> [Assigned task]
For this exercise, repeat each entry exactly as written.

> [Collected data]
____

//! File operations through the public API.

mod common;

use norfs::{Error, OpenFlags, RecoveryPolicy, SeekFrom};

use common::RamVolume;

fn mounted() -> anyhow::Result<RamVolume> {
    let mut volume = common::small_volume()?;
    volume.mount_or_format(RecoveryPolicy::default())?;
    Ok(volume)
}

fn write_file(volume: &mut RamVolume, name: &str, data: &[u8]) -> anyhow::Result<()> {
    let mut file = volume.open(name, OpenFlags::WRITE | OpenFlags::CREATE | OpenFlags::TRUNC)?;
    file.write(data)?;
    file.close()?;
    Ok(())
}

fn read_file(volume: &mut RamVolume, name: &str) -> anyhow::Result<Vec<u8>> {
    let mut file = volume.open(name, OpenFlags::READ)?;
    let mut data = vec![0u8; file.len()? as usize];
    let n = file.read_to_fill(&mut data)?;
    data.truncate(n);
    file.close()?;
    Ok(data)
}

fn pattern(len: usize) -> Vec<u8> {
    (0..len).map(|i| (i * 7 % 256) as u8).collect()
}

#[test]
fn test_write_read_across_reboot() -> anyhow::Result<()> {
    let mut volume = mounted()?;
    write_file(&mut volume, "config", b"baud=115200")?;
    write_file(&mut volume, "empty", b"")?;

    volume = common::reboot(volume)?;
    volume.mount()?;
    assert_eq!(read_file(&mut volume, "config")?, b"baud=115200");
    assert_eq!(read_file(&mut volume, "empty")?, b"");
    assert!(volume.metadata("empty")?.is_empty());
    Ok(())
}

#[test]
fn test_multi_block_file() -> anyhow::Result<()> {
    let mut volume = mounted()?;
    let data = pattern(3 * 4092 + 100);
    write_file(&mut volume, "blob", &data)?;
    assert_eq!(volume.used_blocks()?, 4 + 4);

    volume = common::reboot(volume)?;
    volume.mount()?;
    assert_eq!(read_file(&mut volume, "blob")?, data);

    // Read from the middle, across a block boundary
    let mut file = volume.open("blob", OpenFlags::READ)?;
    file.seek(SeekFrom::Start(4090))?;
    let mut window = [0u8; 6];
    assert_eq!(file.read_to_fill(&mut window)?, 6);
    assert_eq!(window, data[4090..4096]);
    file.close()?;
    Ok(())
}

#[test]
fn test_rewrite_in_chunks() -> anyhow::Result<()> {
    let mut volume = mounted()?;
    let data = pattern(10_000);
    let mut file = volume.open("chunks", OpenFlags::READ_WRITE | OpenFlags::CREATE)?;
    for chunk in data.chunks(333) {
        file.write(chunk)?;
    }
    file.sync()?;
    file.seek(SeekFrom::Start(5000))?;
    file.write(b"MARK")?;
    file.close()?;

    let mut expected = data;
    expected[5000..5004].copy_from_slice(b"MARK");
    assert_eq!(read_file(&mut volume, "chunks")?, expected);
    Ok(())
}

#[test]
fn test_append() -> anyhow::Result<()> {
    let mut volume = mounted()?;
    write_file(&mut volume, "log", b"one")?;
    for line in [&b",two"[..], b",three"] {
        let mut file = volume.open("log", OpenFlags::WRITE | OpenFlags::APPEND)?;
        file.seek(SeekFrom::Start(0))?;
        file.write(line)?;
        file.close()?;
    }
    assert_eq!(read_file(&mut volume, "log")?, b"one,two,three");
    Ok(())
}

#[test]
fn test_remove_frees_blocks() -> anyhow::Result<()> {
    let mut volume = mounted()?;
    let before = volume.used_blocks()?;
    write_file(&mut volume, "tmp", &pattern(9000))?;
    assert_eq!(volume.used_blocks()?, before + 3);

    volume.remove("tmp")?;
    assert!(!volume.exists("tmp")?);
    assert_eq!(volume.used_blocks()?, before);
    assert_eq!(volume.remove("tmp"), Err(Error::NotFound));
    Ok(())
}

#[test]
fn test_open_errors() -> anyhow::Result<()> {
    let mut volume = mounted()?;
    assert!(matches!(volume.open("missing", OpenFlags::READ), Err(Error::NotFound)));
    assert!(matches!(
        volume.open("a-name-that-is-much-too-long-for-norfs", OpenFlags::READ),
        Err(Error::NameTooLong)
    ));
    assert!(matches!(volume.open("dir/file", OpenFlags::READ), Err(Error::Invalid)));
    assert!(matches!(volume.open("x", OpenFlags::CREATE), Err(Error::Invalid)));

    write_file(&mut volume, "x", b"1")?;
    let exclusive = OpenFlags::WRITE | OpenFlags::CREATE | OpenFlags::EXCL;
    assert!(matches!(volume.open("x", exclusive), Err(Error::Exists)));
    volume.open("y", exclusive)?.close()?;
    Ok(())
}

#[test]
fn test_truncate_on_open() -> anyhow::Result<()> {
    let mut volume = mounted()?;
    write_file(&mut volume, "t", b"hello")?;
    volume.open("t", OpenFlags::WRITE | OpenFlags::TRUNC)?.close()?;
    assert_eq!(volume.metadata("t")?.len(), 0);
    Ok(())
}

#[test]
fn test_drop_discards_changes() -> anyhow::Result<()> {
    let mut volume = mounted()?;
    write_file(&mut volume, "keep", b"original")?;

    let mut file = volume.open("keep", OpenFlags::WRITE | OpenFlags::TRUNC)?;
    file.write(b"replacement that never lands")?;
    drop(file);

    assert_eq!(read_file(&mut volume, "keep")?, b"original");
    volume = common::reboot(volume)?;
    volume.mount()?;
    assert_eq!(read_file(&mut volume, "keep")?, b"original");
    Ok(())
}

#[test]
fn test_full_volume_reports_no_space() -> anyhow::Result<()> {
    let mut volume = mounted()?;
    write_file(&mut volume, "small", b"survives")?;

    // 12 free blocks hold less than this
    let mut file = volume.open("huge", OpenFlags::WRITE | OpenFlags::CREATE)?;
    assert_eq!(file.write(&pattern(60_000)), Err(Error::NoSpace));
    drop(file);

    assert_eq!(volume.metadata("huge")?.len(), 0);
    assert_eq!(read_file(&mut volume, "small")?, b"survives");
    write_file(&mut volume, "after", &pattern(5000))?;
    assert_eq!(read_file(&mut volume, "after")?, pattern(5000));
    Ok(())
}

#[test]
fn test_list_reports_every_file() -> anyhow::Result<()> {
    let mut volume = mounted()?;
    for (name, len) in [("a", 1usize), ("b", 20), ("c", 300)] {
        write_file(&mut volume, name, &pattern(len))?;
    }
    volume.remove("b")?;
    write_file(&mut volume, "a", &pattern(2))?;

    let mut files = Vec::new();
    volume.list(|meta| files.push((meta.name().to_owned(), meta.len())))?;
    files.sort();
    assert_eq!(files, [("a".to_owned(), 2), ("c".to_owned(), 300)]);
    Ok(())
}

____

> [Task output]
//! File operations through the public API.

mod common;

use norfs::{Error, OpenFlags, RecoveryPolicy, SeekFrom};

use common::RamVolume;

fn mounted() -> anyhow::Result<RamVolume> {
    let mut volume = common::small_volume()?;
    volume.mount_or_format(RecoveryPolicy::default())?;
    Ok(volume)
}

fn write_file(volume: &mut RamVolume, name: &str, data: &[u8]) -> anyhow::Result<()> {
    let mut file = volume.open(name, OpenFlags::WRITE | OpenFlags::CREATE | OpenFlags::TRUNC)?;
    file.write(data)?;
    file.close()?;
    Ok(())
}

fn read_file(volume: &mut RamVolume, name: &str) -> anyhow::Result<Vec<u8>> {
    let mut file = volume.open(name, OpenFlags::READ)?;
    let mut data = vec![0u8; file.len()? as usize];
    let n = file.read_to_fill(&mut data)?;
    data.truncate(n);
    file.close()?;
    Ok(data)
}

fn pattern(len: usize) -> Vec<u8> {
    (0..len).map(|i| (i * 7 % 256) as u8).collect()
}

#[test]
fn test_write_read_across_reboot() -> anyhow::Result<()> {
    let mut volume = mounted()?;
    write_file(&mut volume, "config", b"baud=115200")?;
    write_file(&mut volume, "empty", b"")?;

    volume = common::reboot(volume)?;
    volume.mount()?;
    assert_eq!(read_file(&mut volume, "config")?, b"baud=115200");
    assert_eq!(read_file(&mut volume, "empty")?, b"");
    assert!(volume.metadata("empty")?.is_empty());
    Ok(())
}

#[test]
fn test_multi_block_file() -> anyhow::Result<()> {
    let mut volume = mounted()?;
    let data = pattern(3 * 4092 + 100);
    write_file(&mut volume, "blob", &data)?;
    assert_eq!(volume.used_blocks()?, 4 + 4);

    volume = common::reboot(volume)?;
    volume.mount()?;
    assert_eq!(read_file(&mut volume, "blob")?, data);

    // Read from the middle, across a block boundary
    let mut file = volume.open("blob", OpenFlags::READ)?;
    file.seek(SeekFrom::Start(4090))?;
    let mut window = [0u8; 6];
    assert_eq!(file.read_to_fill(&mut window)?, 6);
    assert_eq!(window, data[4090..4096]);
    file.close()?;
    Ok(())
}

#[test]
fn test_rewrite_in_chunks() -> anyhow::Result<()> {
    let mut volume = mounted()?;
    let data = pattern(10_000);
    let mut file = volume.open("chunks", OpenFlags::READ_WRITE | OpenFlags::CREATE)?;
    for chunk in data.chunks(333) {
        file.write(chunk)?;
    }
    file.sync()?;
    file.seek(SeekFrom::Start(5000))?;
    file.write(b"MARK")?;
    file.close()?;

    let mut expected = data;
    expected[5000..5004].copy_from_slice(b"MARK");
    assert_eq!(read_file(&mut volume, "chunks")?, expected);
    Ok(())
}

#[test]
fn test_append() -> anyhow::Result<()> {
    let mut volume = mounted()?;
    write_file(&mut volume, "log", b"one")?;
    for line in [&b",two"[..], b",three"] {
        let mut file = volume.open("log", OpenFlags::WRITE | OpenFlags::APPEND)?;
        file.seek(SeekFrom::Start(0))?;
        file.write(line)?;
        file.close()?;
    }
    assert_eq!(read_file(&mut volume, "log")?, b"one,two,three");
    Ok(())
}

#[test]
fn test_remove_frees_blocks() -> anyhow::Result<()> {
    let mut volume = mounted()?;
    let before = volume.used_blocks()?;
    write_file(&mut volume, "tmp", &pattern(9000))?;
    assert_eq!(volume.used_blocks()?, before + 3);

    volume.remove("tmp")?;
    assert!(!volume.exists("tmp")?);
    assert_eq!(volume.used_blocks()?, before);
    assert_eq!(volume.remove("tmp"), Err(Error::NotFound));
    Ok(())
}

#[test]
fn test_open_errors() -> anyhow::Result<()> {
    let mut volume = mounted()?;
    assert!(matches!(volume.open("missing", OpenFlags::READ), Err(Error::NotFound)));
    assert!(matches!(
        volume.open("a-name-that-is-much-too-long-for-norfs", OpenFlags::READ),
        Err(Error::NameTooLong)
    ));
    assert!(matches!(volume.open("dir/file", OpenFlags::READ), Err(Error::Invalid)));
    assert!(matches!(volume.open("x", OpenFlags::CREATE), Err(Error::Invalid)));

    write_file(&mut volume, "x", b"1")?;
    let exclusive = OpenFlags::WRITE | OpenFlags::CREATE | OpenFlags::EXCL;
    assert!(matches!(volume.open("x", exclusive), Err(Error::Exists)));
    volume.open("y", exclusive)?.close()?;
    Ok(())
}

#[test]
fn test_truncate_on_open() -> anyhow::Result<()> {
    let mut volume = mounted()?;
    write_file(&mut volume, "t", b"hello")?;
    volume.open("t", OpenFlags::WRITE | OpenFlags::TRUNC)?.close()?;
    assert_eq!(volume.metadata("t")?.len(), 0);
    Ok(())
}

#[test]
fn test_drop_discards_changes() -> anyhow::Result<()> {
    let mut volume = mounted()?;
    write_file(&mut volume, "keep", b"original")?;

    let mut file = volume.open("keep", OpenFlags::WRITE | OpenFlags::TRUNC)?;
    file.write(b"replacement that never lands")?;
    drop(file);

    assert_eq!(read_file(&mut volume, "keep")?, b"original");
    volume = common::reboot(volume)?;
    volume.mount()?;
    assert_eq!(read_file(&mut volume, "keep")?, b"original");
    Ok(())
}

#[test]
fn test_full_volume_reports_no_space() -> anyhow::Result<()> {
    let mut volume = mounted()?;
    write_file(&mut volume, "small", b"survives")?;

    // 12 free blocks hold less than this
    let mut file = volume.open("huge", OpenFlags::WRITE | OpenFlags::CREATE)?;
    assert_eq!(file.write(&pattern(60_000)), Err(Error::NoSpace));
    drop(file);

    assert_eq!(volume.metadata("huge")?.len(), 0);
    assert_eq!(read_file(&mut volume, "small")?, b"survives");
    write_file(&mut volume, "after", &pattern(5000))?;
    assert_eq!(read_file(&mut volume, "after")?, pattern(5000));
    Ok(())
}

#[test]
fn test_list_reports_every_file() -> anyhow::Result<()> {
    let mut volume = mounted()?;
    for (name, len) in [("a", 1usize), ("b", 20), ("c", 300)] {
        write_file(&mut volume, name, &pattern(len))?;
    }
    volume.remove("b")?;
    write_file(&mut volume, "a", &pattern(2))?;

    let mut files = Vec::new();
    volume.list(|meta| files.push((meta.name().to_owned(), meta.len())))?;
    files.sort();
    assert_eq!(files, [("a".to_owned(), 2), ("c".to_owned(), 300)]);
    Ok(())
}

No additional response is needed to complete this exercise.